Reactor cores, operational and spent, need to be maintained and secured as centrally as possible.

Winged Wheeler 11-10-2008 03:22 PM

This is an interesting idea--I think I read in Popular Science that a Japanese company had a contract with one of the Aleutian Islands for a pocket nuke.

I think you'll see much more of this--call it the democratization of energy. Somebody, not the government, will figure out how to make solar and wind energy worth using. Somebody, not the government, will figure out how to make coal conversion to methanol doable in your garage. Somebody, not the government, will figure out a way to transmute radioactive waste material into a short term problem.

Hopefully the prospective inventors aren't going to a government school.

WW

FlyOrDie 11-21-2008 12:07 AM

Many communities in Alaska could benefit from a small reactor. Due to the spike in oil prices this summer many villages will be pay in excess of $10 per gallon until their next shipment after breakup.
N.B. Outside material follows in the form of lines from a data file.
//! Parallel dispatch of commands across a worker pool
//!
//! This module handles:
//! - [`run`] - single-command execution on the ambient scheduler
//! - [`parallel`] - fan a command set out across a pool and fan outcomes
//!   back in as a completion-ordered stream
//! - [`OutcomeStream`] - the raw lazy sequence behind a `parallel` call

use futures::Stream;
use std::future::{Future, IntoFuture};
use std::pin::Pin;
use std::task::{ready, Context, Poll};
use tracing::debug;

use crate::core::{Command, ExecOptions, ExecutionOutcome, Result};
use crate::runtime::pool::{PoolStrategy, WorkerPool};
use crate::runtime::process;
use crate::runtime::stream::LazyStream;

/// Execute one command without blocking the calling task
///
/// Delegates straight to the ambient async scheduler; no worker pool is
/// constructed for a single command.
///
/// # Examples
///
/// ```rust,no_run
/// use cmdstream::{run, ExecOptions};
///
/// # #[tokio::main]
/// # async fn main() -> cmdstream::Result<()> {
/// let outcome = run("whoami", ExecOptions::new().capture_output(true)).await?;
/// println!("{}", outcome.stdout_text().unwrap_or_default());
/// # Ok(())
/// # }
/// ```
///
/// # Errors
///
/// Returns [`Error::Launch`](crate::Error::Launch) if the program cannot be
/// started and [`Error::Timeout`](crate::Error::Timeout) if a configured
/// timeout elapses. A non-zero exit status is a normal outcome, not an error.
pub async fn run(command: impl Into<Command>, options: ExecOptions) -> Result<ExecutionOutcome> {
    let command = command.into();
    process::execute_command(&command, &options).await
}

/// Run many commands in parallel, streaming outcomes in completion order
///
/// The commands are iterated eagerly, once, at this call; the full set is
/// known up front and nothing can be added mid-run. Execution starts when
/// the returned [`Parallel`] is consumed - as a stream, or awaited for the
/// collected outcomes.
///
/// # Examples
///
/// ```rust,no_run
/// use cmdstream::{parallel, Command, ExecOptions};
/// use futures::StreamExt;
///
/// # #[tokio::main]
/// # async fn main() -> cmdstream::Result<()> {
/// let commands = (0..4).map(|_| Command::new("whoami"));
/// let mut outcomes = parallel(commands)
///     .options(ExecOptions::new().capture_output(true))
///     .stream();
/// while let Some(outcome) = outcomes.next().await {
///     println!("exit status: {}", outcome?.status);
/// }
/// # Ok(())
/// # }
/// ```
pub fn parallel<I, C>(commands: I) -> Parallel
where
    I: IntoIterator<Item = C>,
    C: Into<Command>,
{
    Parallel::new(commands)
}

/// A configured `parallel` invocation
///
/// Fluent configuration before consumption: pick a [`PoolStrategy`], attach
/// [`ExecOptions`], and optionally hang predicate/collector/reduction stages
/// off the result sequence. Consume it with [`stream`](Self::stream) for
/// per-item iteration or `.await` for the collected outcomes.
#[derive(Debug)]
pub struct Parallel {
    commands: Vec<Command>,
    strategy: PoolStrategy,
    options: ExecOptions,
}

impl Parallel {
    fn new<I, C>(commands: I) -> Self
    where
        I: IntoIterator<Item = C>,
        C: Into<Command>,
    {
        Self {
            commands: commands.into_iter().map(Into::into).collect(),
            strategy: PoolStrategy::default(),
            options: ExecOptions::default(),
        }
    }

    /// Select the worker pool strategy (defaults to [`PoolStrategy::Process`])
    pub fn strategy(mut self, strategy: PoolStrategy) -> Self {
        self.strategy = strategy;
        self
    }

    /// Attach the options applied to every command in this call
    pub fn options(mut self, options: ExecOptions) -> Self {
        self.options = options;
        self
    }

    /// Consume as the raw completion-ordered stream of outcomes
    pub fn stream(self) -> OutcomeStream {
        OutcomeStream::new(self.commands, self.strategy, self.options)
    }

    /// Consume as a [`LazyStream`] ready for predicate/collector stages
    pub fn lazy(self) -> LazyStream<ExecutionOutcome> {
        LazyStream::new(self.stream())
    }

    /// Keep only outcomes the predicate accepts; the rest are silently skipped
    pub fn filter(
        self,
        predicate: impl FnMut(&ExecutionOutcome) -> bool + Send + 'static,
    ) -> LazyStream<ExecutionOutcome> {
        self.lazy().filter(predicate)
    }

    /// Transform each outcome before it reaches the consumer
    pub fn map<U>(
        self,
        collector: impl FnMut(ExecutionOutcome) -> U + Send + 'static,
    ) -> LazyStream<ExecutionOutcome, U> {
        self.lazy().map(collector)
    }

    /// Choose the collection shape produced when awaited as a whole
    pub fn collect_with<C>(
        self,
        iterator: impl FnOnce(Vec<ExecutionOutcome>) -> C + Send + 'static,
    ) -> LazyStream<ExecutionOutcome, ExecutionOutcome, C> {
        self.lazy().collect_with(iterator)
    }

    /// Reduce the fully-collected outcomes to a single aggregate value
    pub fn reduce<R>(
        self,
        result: impl FnOnce(Vec<ExecutionOutcome>) -> R + Send + 'static,
    ) -> LazyStream<ExecutionOutcome, ExecutionOutcome, R> {
        self.lazy().reduce(result)
    }
}

impl IntoFuture for Parallel {
    type Output = Result<Vec<ExecutionOutcome>>;
    type IntoFuture = Pin<Box<dyn Future<Output = Self::Output> + Send>>;

    /// Await the invocation, collecting every outcome
    ///
    /// Collection stops at the first task failure, which becomes the awaited
    /// error.
    fn into_future(self) -> Self::IntoFuture {
        self.lazy().into_future()
    }
}

/// Completion-ordered lazy sequence of command outcomes
///
/// A finite, single-pass stream: each item is yielded as soon as its task
/// resolves, in whatever order the pool finishes work - never submission
/// order. The backing pool is acquired on first poll; a pool acquisition
/// failure is the first and only item. Dropping the stream at any point
/// releases the pool and, per strategy, kills or abandons still-running
/// commands.
pub struct OutcomeStream {
    state: StreamState,
}

enum StreamState {
    Pending {
        commands: Vec<Command>,
        strategy: PoolStrategy,
        options: ExecOptions,
    },
    Running {
        pool: WorkerPool,
    },
    Done,
}

impl OutcomeStream {
    fn new(commands: Vec<Command>, strategy: PoolStrategy, options: ExecOptions) -> Self {
        Self {
            state: StreamState::Pending {
                commands,
                strategy,
                options,
            },
        }
    }
}

impl Stream for OutcomeStream {
    type Item = Result<ExecutionOutcome>;

    fn poll_next(self: Pin<&mut Self>, cx: &mut Context<'_>) -> Poll<Option<Self::Item>> {
        let this = self.get_mut();
        loop {
            match &mut this.state {
                StreamState::Pending { .. } => {
                    let StreamState::Pending {
                        commands,
                        strategy,
                        options,
                    } = std::mem::replace(&mut this.state, StreamState::Done)
                    else {
                        unreachable!("pending state checked above");
                    };
                    match WorkerPool::new(strategy, options.max_workers) {
                        Ok(mut pool) => {
                            debug!(commands = commands.len(), ?strategy, "dispatching commands");
                            for command in commands {
                                pool.submit(command, options.clone());
                            }
                            this.state = StreamState::Running { pool };
                        }
                        // Acquisition failure surfaces before any outcome.
                        Err(error) => return Poll::Ready(Some(Err(error))),
                    }
                }
                StreamState::Running { pool } => {
                    return match ready!(pool.poll_join_next(cx)) {
                        Some(result) => Poll::Ready(Some(result)),
                        None => {
                            this.state = StreamState::Done;
                            Poll::Ready(None)
                        }
                    };
                }
                StreamState::Done => return Poll::Ready(None),
            }
        }
    }

    fn size_hint(&self) -> (usize, Option<usize>) {
        match &self.state {
            StreamState::Pending { commands, .. } => (commands.len(), Some(commands.len())),
            StreamState::Running { pool } => (pool.outstanding(), Some(pool.outstanding())),
            StreamState::Done => (0, Some(0)),
        }
    }
}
Now that the price of oil has crashed all these alternative energy ideas will get pushed to the back burner again.

jungle 11-21-2008 02:33 AM


Originally Posted by FlyOrDie (Post 503161)
Many communities in Alaska could benefit from a small reactor. Due to the spike in oil prices this summer many villages will be pay in excess of $10 per gallon until their next shipment after breakup.

Now that the price of oil has crashed all these alternative energy ideas will get pushed to the back burner again.


Interesting comment, this has been in the works since 2003 for this village, I don't know if it has been finalized yet. Lots of regulation to cut through.

Alaska Village Moves from Diesel to 'Micro-Nuke'

More details:
http://dwb.adn.com/front/story/4214182p-4226215c.html

FlyOrDie 11-21-2008 10:49 AM

Alaska might be the perfect proving ground for technology like this due to the remote nature of the reactor sites.

A part of the operation that I fly for has DC6s and C46s with fuel tanks for flying fuel to villages. McGrath Alaska didn't receive their end of season fuel barge due to an early freeze up (global cooling aka winter) and now they must have all the fuel that would have come on the barge flown in. The figure I heard was 300,000 gallons at about 5000 gallons a trip in a DC6, that's a huge expense. I'm not sure on the exact price of fuel delivered but if its say $7.00 a gallon that's $2.1 million that has to be absorbed by a village of less than 500. McGrath, Alaska - Wikipedia, the free encyclopedia

The trickle effect of village fuel costs is already impacting Anchorage due to increases in school enrollment and demand of services for low income families that have moved in from the bush. It will be interesting to see how many villages become only seasonal fishing and mining camps.